**RECORDS SUPPLIED**
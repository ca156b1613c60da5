//! Configuration structures for the extraction service.

use serde::{Deserialize, Serialize};
use std::path::{Path, PathBuf};

use crate::statement::Layout;

/// Main configuration for extrato.
#[derive(Debug, Clone, Default, Serialize, Deserialize)]
#[serde(default)]
pub struct ExtratoConfig {
    /// Web server configuration.
    pub server: ServerConfig,

    /// Statement processing configuration.
    pub processing: ProcessingConfig,

    /// Spreadsheet export configuration.
    pub export: ExportConfig,
}

/// Web server configuration.
#[derive(Debug, Clone, Serialize, Deserialize)]
#[serde(default)]
pub struct ServerConfig {
    /// Address to bind to.
    pub bind_addr: String,

    /// Port to listen on.
    pub port: u16,

    /// Maximum accepted size of a single uploaded file, in bytes.
    pub max_file_size: usize,

    /// Maximum accepted size of a whole upload request, in bytes.
    pub max_request_size: usize,
}

impl Default for ServerConfig {
    fn default() -> Self {
        Self {
            bind_addr: "127.0.0.1".to_string(),
            port: 8080,
            max_file_size: 20 * 1024 * 1024,
            max_request_size: 100 * 1024 * 1024,
        }
    }
}

/// Statement processing configuration.
#[derive(Debug, Clone, Serialize, Deserialize)]
#[serde(default)]
pub struct ProcessingConfig {
    /// Layout preselected in the upload form and used by the CLI by default.
    pub default_layout: Layout,

    /// Reuse results for files already processed in this session.
    pub cache_enabled: bool,

    /// Maximum number of cached records.
    pub cache_capacity: usize,
}

impl Default for ProcessingConfig {
    fn default() -> Self {
        Self {
            default_layout: Layout::Caixa,
            cache_enabled: true,
            cache_capacity: 256,
        }
    }
}

/// Spreadsheet export configuration.
#[derive(Debug, Clone, Serialize, Deserialize)]
#[serde(default)]
pub struct ExportConfig {
    /// Name of the single worksheet.
    pub sheet_name: String,

    /// Download file name prefix; the layout slug and extension are appended.
    pub file_name_prefix: String,
}

impl Default for ExportConfig {
    fn default() -> Self {
        Self {
            sheet_name: "Dados".to_string(),
            file_name_prefix: "extratos_processados".to_string(),
        }
    }
}

impl ExportConfig {
    /// Download file name for a batch processed with `layout`.
    pub fn file_name(&self, layout: Layout) -> String {
        format!("{}_{}.xlsx", self.file_name_prefix, layout.slug())
    }
}

impl ExtratoConfig {
    /// Load configuration from a JSON file.
    pub fn from_file(path: &Path) -> Result<Self, std::io::Error> {
        let content = std::fs::read_to_string(path)?;
        serde_json::from_str(&content).map_err(|e| {
            std::io::Error::new(std::io::ErrorKind::InvalidData, e.to_string())
        })
    }

    /// Save configuration to a JSON file.
    pub fn save(&self, path: &Path) -> Result<(), std::io::Error> {
        let content = serde_json::to_string_pretty(self).map_err(|e| {
            std::io::Error::new(std::io::ErrorKind::InvalidData, e.to_string())
        })?;
        std::fs::write(path, content)
    }

    /// Load from `path` when given, otherwise from the default location if a
    /// file exists there, otherwise defaults.
    pub fn load_or_default(path: Option<&Path>) -> Result<Self, std::io::Error> {
        match path {
            Some(path) => Self::from_file(path),
            None => {
                let default_path = Self::default_path();
                if default_path.exists() {
                    Self::from_file(&default_path)
                } else {
                    Ok(Self::default())
                }
            }
        }
    }

    /// Default configuration file location.
    pub fn default_path() -> PathBuf {
        dirs::config_dir()
            .unwrap_or_else(|| PathBuf::from("."))
            .join("extrato")
            .join("config.json")
    }
}
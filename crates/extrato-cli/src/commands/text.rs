//! Text command - dump the text a PDF yields, for writing and debugging
//! layout patterns.

use std::fs;
use std::path::PathBuf;

use clap::Args;
use console::style;

use extrato_core::{PdfExtractor, PdfProcessor};

/// Arguments for the text command.
#[derive(Args)]
pub struct TextArgs {
    /// Input PDF file
    #[arg(required = true)]
    input: PathBuf,

    /// Only print this page (1-indexed)
    #[arg(short, long)]
    page: Option<u32>,
}

pub async fn run(args: TextArgs) -> anyhow::Result<()> {
    if !args.input.exists() {
        anyhow::bail!("Input file not found: {}", args.input.display());
    }

    let data = fs::read(&args.input)?;
    let mut extractor = PdfExtractor::new();
    extractor.load(&data)?;

    if let Some(page) = args.page {
        print!("{}", extractor.extract_page_text(page)?);
        return Ok(());
    }

    let content = extractor.extract_all()?;
    for page in &content.pages {
        println!(
            "{}",
            style(format!("--- page {}/{} ---", page.number, content.pages.len())).dim()
        );
        print!("{}", page.text);
        if !page.text.ends_with('\n') {
            println!();
        }
    }

    Ok(())
}
//! Errors returned by the HTTP handlers.

use actix_multipart::MultipartError;
use actix_web::http::StatusCode;
use actix_web::{HttpResponse, ResponseError};
use extrato_core::{ExportError, UnknownLayout};
use thiserror::Error;

/// Request-level failures. Per-file failures never end up here; they become
/// `Erro:` rows in the table.
#[derive(Error, Debug)]
pub enum WebError {
    /// Malformed multipart body.
    #[error("invalid upload: {0}")]
    Multipart(#[from] MultipartError),

    /// Layout field names no known layout.
    #[error(transparent)]
    Layout(#[from] UnknownLayout),

    /// The upload carried no files.
    #[error("no PDF files were uploaded")]
    NoFiles,

    /// A file exceeded the configured size limit.
    #[error("{name} exceeds the {limit} byte upload limit")]
    TooLarge { name: String, limit: usize },

    /// The batch could not be scheduled.
    #[error("processing failed: {0}")]
    Processing(String),

    /// The workbook could not be written.
    #[error("export failed: {0}")]
    Export(#[from] ExportError),
}

impl ResponseError for WebError {
    fn status_code(&self) -> StatusCode {
        match self {
            WebError::Multipart(_) | WebError::Layout(_) | WebError::NoFiles => {
                StatusCode::BAD_REQUEST
            }
            WebError::TooLarge { .. } => StatusCode::PAYLOAD_TOO_LARGE,
            WebError::Processing(_) | WebError::Export(_) => StatusCode::INTERNAL_SERVER_ERROR,
        }
    }

    fn error_response(&self) -> HttpResponse {
        HttpResponse::build(self.status_code()).json(serde_json::json!({
            "error": self.to_string()
        }))
    }
}
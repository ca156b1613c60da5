use std::fs;

use assert_cmd::Command;
use predicates::prelude::*;

fn extrato() -> Command {
    Command::cargo_bin("extrato").unwrap()
}

#[test]
fn help_lists_subcommands() {
    extrato()
        .arg("--help")
        .assert()
        .success()
        .stdout(predicate::str::contains("serve"))
        .stdout(predicate::str::contains("batch"))
        .stdout(predicate::str::contains("text"));
}

#[test]
fn config_init_then_get_and_set() {
    let dir = tempfile::tempdir().unwrap();
    let path = dir.path().join("config.json");
    let path = path.to_str().unwrap();

    extrato()
        .args(["--config", path, "config", "init"])
        .assert()
        .success();

    extrato()
        .args(["--config", path, "config", "get", "export.sheet_name"])
        .assert()
        .success()
        .stdout(predicate::str::contains("\"Dados\""));

    extrato()
        .args(["--config", path, "config", "set", "processing.default_layout", "bb"])
        .assert()
        .success();

    extrato()
        .args(["--config", path, "config", "show"])
        .assert()
        .success()
        .stdout(predicate::str::contains("\"default_layout\": \"bb\""));

    // second init without --force refuses to overwrite
    extrato()
        .args(["--config", path, "config", "init"])
        .assert()
        .failure()
        .stderr(predicate::str::contains("already exists"));
}

#[test]
fn config_set_rejects_unknown_layout() {
    let dir = tempfile::tempdir().unwrap();
    let path = dir.path().join("config.json");

    extrato()
        .args(["--config", path.to_str().unwrap(), "config", "set", "processing.default_layout", "itau"])
        .assert()
        .failure();
}

#[test]
fn batch_without_matches_fails() {
    let dir = tempfile::tempdir().unwrap();
    let pattern = format!("{}/*.pdf", dir.path().display());

    extrato()
        .args(["batch", &pattern, "--layout", "caixa"])
        .assert()
        .failure()
        .stderr(predicate::str::contains("No matching PDF files"));
}

#[test]
fn batch_turns_unreadable_pdfs_into_error_rows() {
    let dir = tempfile::tempdir().unwrap();
    fs::write(dir.path().join("a.pdf"), b"not a pdf").unwrap();
    fs::write(dir.path().join("b.pdf"), b"also not a pdf").unwrap();
    let pattern = format!("{}/*.pdf", dir.path().display());

    extrato()
        .args(["batch", &pattern, "--layout", "padrao2", "--format", "csv", "--no-cache"])
        .assert()
        .success()
        .stdout(predicate::str::starts_with("Arquivo,Conta,Saldo Anterior,Rendimento,Saldo Atual"))
        .stdout(predicate::str::contains("a.pdf,"))
        .stdout(predicate::str::contains("b.pdf,"))
        .stdout(predicate::str::contains("Erro:"))
        .stderr(predicate::str::contains("Failed files:"));
}

#[test]
fn batch_writes_xlsx_to_output() {
    let dir = tempfile::tempdir().unwrap();
    fs::write(dir.path().join("a.pdf"), b"not a pdf").unwrap();
    let pattern = format!("{}/*.pdf", dir.path().display());
    let output = dir.path().join("out").join("saldos.xlsx");

    extrato()
        .args(["batch", &pattern, "--layout", "bb", "-o", output.to_str().unwrap()])
        .assert()
        .success();

    let bytes = fs::read(&output).unwrap();
    assert!(bytes.starts_with(b"PK"));
}

#[test]
fn batch_rejects_unknown_layout() {
    extrato()
        .args(["batch", "*.pdf", "--layout", "itau"])
        .assert()
        .failure()
        .stderr(predicate::str::contains("unknown statement layout"));
}

#[test]
fn text_reports_missing_file() {
    extrato()
        .args(["text", "does-not-exist.pdf"])
        .assert()
        .failure()
        .stderr(predicate::str::contains("Input file not found"));
}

**WHAT TO WORK ON**
Give back exactly the material above from its opening line to the line bearing "of cached records.".

**SOLUTION TO THIS TASK**
repository ca156b1613c60da5
//! Configuration structures for the extraction service.

use serde::{Deserialize, Serialize};
use std::path::{Path, PathBuf};

use crate::statement::Layout;

/// Main configuration for extrato.
#[derive(Debug, Clone, Default, Serialize, Deserialize)]
#[serde(default)]
pub struct ExtratoConfig {
    /// Web server configuration.
    pub server: ServerConfig,

    /// Statement processing configuration.
    pub processing: ProcessingConfig,

    /// Spreadsheet export configuration.
    pub export: ExportConfig,
}

/// Web server configuration.
#[derive(Debug, Clone, Serialize, Deserialize)]
#[serde(default)]
pub struct ServerConfig {
    /// Address to bind to.
    pub bind_addr: String,

    /// Port to listen on.
    pub port: u16,

    /// Maximum accepted size of a single uploaded file, in bytes.
    pub max_file_size: usize,

    /// Maximum accepted size of a whole upload request, in bytes.
    pub max_request_size: usize,
}

impl Default for ServerConfig {
    fn default() -> Self {
        Self {
            bind_addr: "127.0.0.1".to_string(),
            port: 8080,
            max_file_size: 20 * 1024 * 1024,
            max_request_size: 100 * 1024 * 1024,
        }
    }
}

/// Statement processing configuration.
#[derive(Debug, Clone, Serialize, Deserialize)]
#[serde(default)]
pub struct ProcessingConfig {
    /// Layout preselected in the upload form and used by the CLI by default.
    pub default_layout: Layout,

    /// Reuse results for files already processed in this session.
    pub cache_enabled: bool,

    /// Maximum number of cached records.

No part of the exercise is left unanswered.